Но и после этого абрамовского всплеска эмоций спектакль не умер, а продолжил жить ещё долгие годы. Мы ставили его на разных площадках, играли перед разным зрителем, при этом постоянно оттачивая игру. Естественно, были показы и на селе. Там особая публика. И Сухаревская, видя, с какой любовью и эмоциональной составляющей воспринимается там спектакль, говорила: «Вот что такое Абрамов для деревни! Его проза – это сама земля! Его проза от народа!» Сухаревская действительно искренне любила абрамовскую прозу.
Афиша авторского вечера Фёдора Абрамова в ЦДЛ. 24 ноября 1974 г.
С Владимиром Солоухиным в ЦДЛ. Москва. 24 ноября 1974 г.
А мне он однажды сказал так: «Вы мою Альку играете лучше, чем я её написал!» Такое абрамовское признание дорогого стоит!

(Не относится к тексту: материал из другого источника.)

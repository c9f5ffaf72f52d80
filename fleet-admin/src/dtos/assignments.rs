use crate::dtos::dates::{date, opt_date};
use crate::dtos::{BikeSummary, RiderSummary};
use crate::models::{Assignment, AssignmentPaymentStatus, AssignmentStatus};
use chrono::{DateTime, Utc};
use fleet_core::pagination::SortableFields;
use mongodb::bson::Document;
use serde::{Deserialize, Serialize};
use validator::Validate;

pub const SORTABLE: SortableFields = &[
    ("createdAt", "created_at"),
    ("updatedAt", "updated_at"),
    ("startDate", "start_date"),
    ("endDate", "end_date"),
    ("monthlyCharge", "monthly_charge"),
    ("pendingAmount", "pending_amount"),
    ("status", "status"),
];

#[derive(Debug, Deserialize, Validate)]
#[serde(rename_all = "camelCase")]
pub struct CreateAssignmentRequest {
    #[validate(length(min = 1, message = "Rider is required"))]
    pub rider_id: String,
    #[validate(length(min = 1, message = "Bike is required"))]
    pub bike_id: String,
    #[serde(deserialize_with = "date::deserialize")]
    pub start_date: DateTime<Utc>,
    #[validate(range(min = 1, max = 60, message = "Tenure must be 1 to 60 months"))]
    pub tenure_months: i32,
    #[validate(range(min = 0.0, message = "Monthly charge cannot be negative"))]
    pub monthly_charge: f64,
    #[serde(default)]
    #[validate(range(min = 0.0, message = "Security deposit cannot be negative"))]
    pub security_deposit: f64,
    pub status: Option<AssignmentStatus>,
    pub notes: Option<String>,
}

/// Rider and bike are fixed once an assignment exists; everything else may change.
#[derive(Debug, Deserialize, Validate)]
#[serde(rename_all = "camelCase")]
pub struct UpdateAssignmentRequest {
    #[serde(default, deserialize_with = "opt_date::deserialize")]
    pub start_date: Option<DateTime<Utc>>,
    #[validate(range(min = 1, max = 60, message = "Tenure must be 1 to 60 months"))]
    pub tenure_months: Option<i32>,
    #[validate(range(min = 0.0, message = "Monthly charge cannot be negative"))]
    pub monthly_charge: Option<f64>,
    #[validate(range(min = 0.0, message = "Security deposit cannot be negative"))]
    pub security_deposit: Option<f64>,
    pub status: Option<AssignmentStatus>,
    pub notes: Option<String>,
}

#[derive(Debug, Default, Deserialize)]
#[serde(rename_all = "camelCase")]
pub struct AssignmentFilters {
    pub status: Option<AssignmentStatus>,
    pub payment_status: Option<AssignmentPaymentStatus>,
    pub rider_id: Option<String>,
    pub bike_id: Option<String>,
    #[serde(default)]
    pub include_inactive: bool,
}

impl AssignmentFilters {
    pub fn to_document(&self) -> Document {
        let mut filter = super::active_filter(self.include_inactive);
        if let Some(status) = self.status {
            filter.insert("status", status);
        }
        if let Some(payment_status) = self.payment_status {
            filter.insert("payment_status", payment_status);
        }
        if let Some(rider_id) = &self.rider_id {
            filter.insert("rider_id", rider_id.as_str());
        }
        if let Some(bike_id) = &self.bike_id {
            filter.insert("bike_id", bike_id.as_str());
        }
        filter
    }
}

#[derive(Debug, Serialize, Deserialize)]
#[serde(rename_all = "camelCase")]
pub struct AssignmentResponse {
    pub id: String,
    pub rider_id: String,
    pub bike_id: String,
    pub rider: Option<RiderSummary>,
    pub bike: Option<BikeSummary>,
    pub start_date: String,
    pub tenure_months: i32,
    pub end_date: String,
    pub monthly_charge: f64,
    pub security_deposit: f64,
    pub status: AssignmentStatus,
    pub paid_amount: f64,
    pub pending_amount: f64,
    pub payment_status: AssignmentPaymentStatus,
    pub notes: Option<String>,
    pub is_active: bool,
    pub created_at: String,
    pub updated_at: String,
}

impl From<Assignment> for AssignmentResponse {
    fn from(a: Assignment) -> Self {
        Self {
            id: a.id,
            rider_id: a.rider_id,
            bike_id: a.bike_id,
            rider: None,
            bike: None,
            start_date: a.start_date.to_rfc3339(),
            tenure_months: a.tenure_months,
            end_date: a.end_date.to_rfc3339(),
            monthly_charge: a.monthly_charge,
            security_deposit: a.security_deposit,
            status: a.status,
            paid_amount: a.paid_amount,
            pending_amount: a.pending_amount,
            payment_status: a.payment_status,
            notes: a.notes,
            is_active: a.is_active,
            created_at: a.created_at.to_rfc3339(),
            updated_at: a.updated_at.to_rfc3339(),
        }
    }
}

#[cfg(test)]
mod tests {
    use super::*;

    #[test]
    fn create_accepts_plain_start_date() {
        let req: CreateAssignmentRequest = serde_json::from_str(
            r#"{
                "riderId": "r-1",
                "bikeId": "b-1",
                "startDate": "2024-04-01",
                "tenureMonths": 3,
                "monthlyCharge": 1500
            }"#,
        )
        .unwrap();
        assert!(req.validate().is_ok());
        assert_eq!(req.security_deposit, 0.0);
    }

    #[test]
    fn zero_tenure_fails_validation() {
        let req: CreateAssignmentRequest = serde_json::from_str(
            r#"{
                "riderId": "r-1",
                "bikeId": "b-1",
                "startDate": "2024-04-01",
                "tenureMonths": 0,
                "monthlyCharge": 1500
            }"#,
        )
        .unwrap();
        assert!(req.validate().is_err());
    }

    #[test]
    fn filters_match_on_payment_status() {
        let filters = AssignmentFilters {
            payment_status: Some(AssignmentPaymentStatus::Paid),
            rider_id: Some("r-1".to_string()),
            ..Default::default()
        };
        let doc = filters.to_document();
        assert_eq!(doc.get_str("payment_status").unwrap(), "paid");
        assert_eq!(doc.get_str("rider_id").unwrap(), "r-1");
    }
}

Нужно отметить, что постановка «Пелагеи и Альки» Сухаревской – Азариной вовсе не была последней в судьбе этих двух абрамовских повестей. Да и вряд ли возможно перечислить все театры страны, на сценах которых были поставлены спектакли о Пелагее и Альке. Причём инсценировка не всегда называлась именно так, как именовались повести. Так, например, в Саратовском драмтеатре в 1976 году состоялась премьера спектакля «Жили-были мать да дочь», поставленного Александром Дзекуном и Валентиной Ермаковой, к тому же ещё и исполнившей роль Пелагеи. В 1988 году эта театральная постановка была отмечена высокой наградой – Государственной премией РСФСР.
Подчас провинциальные драматурги, режиссёры-постановщики искали свои оригинальные подходы, как это было, например, в Камчатском драматическом театре, где спектакль был поставлен по инсценировке Бориса Гутина, который удачно справился не только с текстом повестей, но и их постановкой на сцене.

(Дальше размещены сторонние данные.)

use axum::{
    extract::{MatchedPath, Request},
    middleware::Next,
    response::Response,
};
use metrics::{counter, histogram};
use std::time::Instant;

/// Record request count and latency, labelled by the matched route template
/// (`/payments/:id`) so ids never become label values.
pub async fn metrics_middleware(req: Request, next: Next) -> Response {
    let start = Instant::now();
    let method = req.method().to_string();
    let path = req
        .extensions()
        .get::<MatchedPath>()
        .map(|p| p.as_str().to_string())
        .unwrap_or_else(|| "unmatched".to_string());

    let response = next.run(req).await;

    let duration = start.elapsed();
    let status = response.status().as_u16().to_string();

    let labels = [("method", method), ("path", path), ("status", status)];

    counter!("http_requests_total", &labels).increment(1);
    histogram!("http_request_duration_seconds", &labels).record(duration.as_secs_f64());

    response
}
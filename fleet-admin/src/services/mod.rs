pub mod alerts;
pub mod analytics;
pub mod database;
pub mod metrics;
pub mod populate;
pub mod sync;

pub use database::MongoDb;
pub use metrics::{get_metrics, init_metrics};
pub use sync::{PaymentTotals, Synchronizer};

Разумеется, Фёдор Абрамов видел не все варианты инсценировок, и вряд ли бы он все их одобрил, принял, «обнял», как было в случае с пьесой Владимира Молько. Но сам факт того, что спектакль «Пелагея и Алька» настолько интересовал театры страны, говорит о многом. И нельзя сказать, что его постановка была простой. Скорее, наоборот! И всё же «Пелагею и Альку» ставили, потому что это был честный, искренний разговор о жизни, понятный всем.
«Ржут “Кони” на Таганке»
Первая постановка спектаклей «Две зимы и три лета», затем «Пелагея и Алька» в разных вариациях инсценировок… Без сомнения, при всей сложности работы, всё это было очень заметным явлением в отношении постановок «по Абрамову», но до тех пор, пока в Театре на Таганке не появились «Деревянные кони», ставшие поистине легендарной постановкой на все времена. Это был спектакль, без которого уже не мыслился ни один театральный сезон любимовской «Таганки», который ещё при жизни Фёдора Абрамова был поставлен на сцене более ста раз. Сотый, юбилейный выход «Деревянных коней» на сцену 29 января 1977 года приветствовал сам автор, приехавший в столицу на несколько дней. «Я не обижен вниманием театров, – скажет Фёдор Александрович в 1981 году на одной из своих встреч с читателями. – Все мои крупные вещи идут на сцене или даже на сценах отдельных театров. Первая, самая дорогая для меня вещь, которую я вспоминаю с особым счастьем, – это “Деревянные кони” на “Таганке”. На моей любимой “Таганке”… Конечно, было жутко. Были опасения, произойдёт ли нужная, необходимая стыковка? Получилось! И мне кажется, получился очень, очень неплохой спектакль, который идёт и поныне, идёт восьмой или девятый год…»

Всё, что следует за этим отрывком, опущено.